A questo proposito, Massimo Vacchetta, il Medico Veterinario che dirige il Centro Ricci La Ninna di Novello, nel cuneese, dichiara:

“Se non faremo nulla per fermare il declino di questa specie, i ricci si estingueranno in 10-20 anni. Se sono ad un passo dall’estinzione animali così comuni, i prossimi saremo noi, perché siamo – a tutti gli effetti – ad un passo dalla sesta estinzione di massa. Il nostro dovere è proteggerli, perché dalla salute dei ricci dipende anche la nostra sopravvivenza”.

Per documentare i numeri di questa emergenza, il Centro Ricci di Novello (Cuneo) ha avviato una collaborazione con il Dipartimento di Scienze Veterinarie dell’Università di Torino (DSV) per indagare le cause di ricovero e morte dei ricci. La ricerca presto includerà altre università italiane (Teramo, Bari, Milano) ed europee.

Il progetto, coordinato dalla professoressa Maria Teresa Capucchio, cercherà di mettere a punto i parametri del profilo metabolico ematico di questi piccoli mammiferi e indagherà gli agenti infettivi e parassitari che possono essere veicolati e potenzialmente pericolosi per i ricci e l’ambiente. Si cercherà, inoltre, di capire se, a seguito di periodi di ospedalizzazione di almeno 10-15 giorni, i ricci possono sviluppare resistenza agli antibiotici o modificare il proprio microbiota intestinale.

Saranno presi in considerazione i ricci ricoverati e deceduti presso il Centro Animali Non Convenzionali (C.A.N.C.) del DSV e quelli del Centro Recupero Ricci “La Ninna”.

I dati preliminari sinora disponibili sono stati ottenuti esaminando i soggetti deceduti presso il C.A.N.C. da gennaio 2018 a luglio 2022 e quelli deceduti nel Centro “La Ninna” nel 2022. Un totale di 160 ricci è stato sinora incluso nello studio.

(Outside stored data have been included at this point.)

/// Footer with the project link and the generation timestamp.
fn page_footer(identity: &Identity) -> String {
    format!(
        r#"    <footer class="text-center mt-8">
      <a href="https://github.com/identikit/identikit" target="_blank" class="text-sm text-gray-500 hover:text-gray-700 transition-colors">GitHub</a>
      <p class="text-xs text-gray-400 mt-1">Generated at {}</p>
    </footer>
"#,
        identity.generated_at.format("%Y-%m-%d %H:%M:%S UTC")
    )
}

/// Escape a value for a single-quoted JavaScript string literal inside an
/// HTML attribute. HTML-sensitive characters become JS unicode escapes so
/// the result needs no further attribute escaping.
fn js_escape(value: &str) -> String {
    let mut out = String::with_capacity(value.len());

    for c in value.chars() {
        match c {
            '\\' => out.push_str("\\\\"),
            '\'' => out.push_str("\\u0027"),
            '"' => out.push_str("\\u0022"),
            '<' => out.push_str("\\u003c"),
            '>' => out.push_str("\\u003e"),
            '&' => out.push_str("\\u0026"),
            '\n' => out.push_str("\\n"),
            '\r' => out.push_str("\\r"),
            _ => out.push(c),
        }
    }

    out
}

/// Strip formatting from a phone number for clipboard use.
fn bare_phone(phone: &str) -> String {
    phone
        .chars()
        .filter(|c| !matches!(c, ' ' | '-' | '(' | ')'))
        .collect()
}

/// Client-side behavior: clipboard, country switching, and the
/// localStorage-backed favorites list under the `savedAddresses` key.
const PAGE_SCRIPT: &str = r#"  <script>
    function copyToClipboard(text, button) {
      navigator.clipboard.writeText(text).then(() => {
        const toast = document.getElementById('copied-toast');
        toast.style.transform = 'translateY(0)';
        setTimeout(() => {
          toast.style.transform = 'translateY(-5rem)';
        }, 2000);

        if (button) {
          const originalIcon = button.innerHTML;
          button.innerHTML = '<svg xmlns="http://www.w3.org/2000/svg" class="h-5 w-5 text-green-500" fill="none" viewBox="0 0 24 24" stroke="currentColor"><path stroke-linecap="round" stroke-linejoin="round" stroke-width="2" d="M5 13l4 4L19 7" /></svg>';
          setTimeout(() => {
            button.innerHTML = originalIcon;
          }, 1500);
        }
      }).catch(err => {
        console.error('Could not copy text: ', err);
      });
    }

    function changeCountry(country) {
      window.location.href = window.location.pathname + '?country=' + country;
    }

    function saveIdentity() {
      const note = prompt('Please enter a note (optional)', '');
      try {
        const saved = JSON.parse(localStorage.getItem('savedAddresses') || '[]');

        const entry = {
          note: note || 'No notes',
          name: document.getElementById('info-name').textContent,
          gender: document.getElementById('info-gender').textContent,
          phone: document.getElementById('info-phone').textContent,
          address: document.getElementById('info-address').textContent
        };

        saved.unshift(entry);
        localStorage.setItem('savedAddresses', JSON.stringify(saved));
        renderSavedIdentities();
      } catch (e) {
        console.error('Could not save identity to localStorage', e);
        alert('Error: Could not save identity. Your browser might be blocking localStorage.');
      }
    }

    function renderSavedIdentities() {
      try {
        const saved = JSON.parse(localStorage.getItem('savedAddresses') || '[]');
        const container = document.getElementById('savedAddressesContainer');
        container.innerHTML = '';

        if (saved.length === 0) {
          container.innerHTML = '<p class="text-center text-gray-400 mt-10">No saved identities yet.</p>';
          return;
        }

        const esc = (s) => s.replace(/</g, '&lt;').replace(/>/g, '&gt;');

        saved.forEach((entry, index) => {
          const card = document.createElement('div');
          card.className = 'p-4 border border-gray-200 rounded-lg hover:shadow-md transition-shadow duration-300';
          card.innerHTML = `
            <div class="flex justify-between items-start">
              <p class="font-bold text-gray-700">${esc(entry.note)}</p>
              <button onclick="deleteSavedIdentity(${index})" class="text-gray-400 hover:text-red-500 transition-colors btn-press">
                <svg xmlns="http://www.w3.org/2000/svg" class="h-5 w-5" fill="none" viewBox="0 0 24 24" stroke="currentColor"><path stroke-linecap="round" stroke-linejoin="round" stroke-width="2" d="M6 18L18 6M6 6l12 12" /></svg>
              </button>
            </div>
            <div class="mt-2 text-sm text-gray-600 space-y-1">
              <p><span class="font-medium">Name:</span> ${esc(entry.name)}</p>
              <p><span class="font-medium">Phone:</span> ${esc(entry.phone)}</p>
              <p><span class="font-medium">Address:</span> ${esc(entry.address)}</p>
            </div>
          `;
          container.appendChild(card);
        });
      } catch (e) {
        console.error('Could not render saved identities from localStorage', e);
      }
    }

    function deleteSavedIdentity(index) {
      try {
        const saved = JSON.parse(localStorage.getItem('savedAddresses') || '[]');
        saved.splice(index, 1);
        localStorage.setItem('savedAddresses', JSON.stringify(saved));
        renderSavedIdentities();
      } catch (e) {
        console.error('Could not delete identity from localStorage', e);
      }
    }

    window.onload = function() {
      const address = document.getElementById('info-address').textContent;
      document.getElementById('map-frame').src =
        'https://www.google.com/maps?q=' + encodeURIComponent(address) + '&output=embed';
      renderSavedIdentities();
    };
  </script>
"#;

#[cfg(test)]
mod tests {
    use super::*;
    use crate::models::Gender;
    use chrono::Utc;

    fn test_identity() -> Identity {
        Identity {
            name: "Mia Schneider".to_string(),
            gender: Gender::Female,
            phone: "+41 76 123 45 67".to_string(),
            address: "7 Bahnhofstrasse, Uster, 8610, CH".to_string(),
            country: CountryCode::Ch,
            generated_at: Utc::now(),
        }
    }

    #[test]
    fn test_page_contains_identity_fields() {
        let page = render_page(&test_identity());

        assert!(page.contains("Mia Schneider"));
        assert!(page.contains("Female"));
        assert!(page.contains("+41 76 123 45 67"));
        assert!(page.contains("7 Bahnhofstrasse, Uster, 8610, CH"));
    }

    #[test]
    fn test_page_marks_selected_country() {
        let page = render_page(&test_identity());
        assert!(page.contains("<option value=\"CH\" selected>Switzerland</option>"));
        assert!(page.contains("<option value=\"AU\">Australia</option>"));
    }

    #[test]
    fn test_page_references_saved_store_key() {
        let page = render_page(&test_identity());
        assert!(page.contains("localStorage.getItem('savedAddresses')"));
        assert!(page.contains("saveIdentity"));
        assert!(page.contains("deleteSavedIdentity"));
    }

    #[test]
    fn test_values_are_html_escaped() {
        let mut identity = test_identity();
        identity.name = "<script>alert(1)</script>".to_string();
        let page = render_page(&identity);

        assert!(!page.contains("<script>alert(1)</script>"));
        assert!(page.contains("&lt;script&gt;alert(1)&lt;/script&gt;"));
    }

    #[test]
    fn test_copy_values_are_js_escaped() {
        let mut identity = test_identity();
        identity.name = "O'Brien".to_string();
        let page = render_page(&identity);

        assert!(page.contains("copyToClipboard('O\\u0027Brien', this)"));
    }

    #[test]
    fn test_phone_copy_value_is_bare() {
        let page = render_page(&test_identity());
        assert!(page.contains("copyToClipboard('+41761234567', this)"));
    }

    #[test]
    fn test_error_page_escapes_message() {
        let page = render_error_page("boom <b>bold</b>");
        assert!(page.contains("Oops! Something went wrong."));
        assert!(page.contains("boom &lt;b&gt;bold&lt;/b&gt;"));
        assert!(!page.contains("<b>bold</b>"));
    }

    #[test]
    fn test_bare_phone() {
        assert_eq!(bare_phone("+61 4 1234 5678"), "+61412345678");
        assert_eq!(bare_phone("(02) 555-1234"), "025551234");
    }

    #[test]
    fn test_js_escape() {
        assert_eq!(js_escape("O'Brien"), "O\\u0027Brien");
        assert_eq!(js_escape("a\\b"), "a\\\\b");
        assert_eq!(js_escape("<tag>"), "\\u003ctag\\u003e");
    }
}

I risultati sono in accordo con la letteratura, che considera i traumi, la debilitazione e le malattie infettive come le principali ragioni di ricovero. I traumi rappresentano una delle cause più comuni di mortalità nei ricci e nella maggior parte dei casi sono legati all’uomo. Le malattie infettive (batteriche o parassitarie) che colpiscono principalmente i polmoni o il tratto gastrointestinale sono un’altra importante causa di morte. Sono stati rilevati frequentemente vermi polmonari, ma sono necessari ulteriori studi al fine di comprendere l’ecobiologia di questi parassiti e la patogenesi delle loro lesioni. L’aumento della presenza di malattie parassitarie potrebbe dipendere dal cambiamento climatico e/o dalla distruzione dell’habitat dei ricci da parte dell’uomo: la mancanza delle prede di cui solitamente si ciba il riccio, spinge questa specie a nutrirsi di prede inconsuete, spesso ospiti di parassiti potenzialmente letali.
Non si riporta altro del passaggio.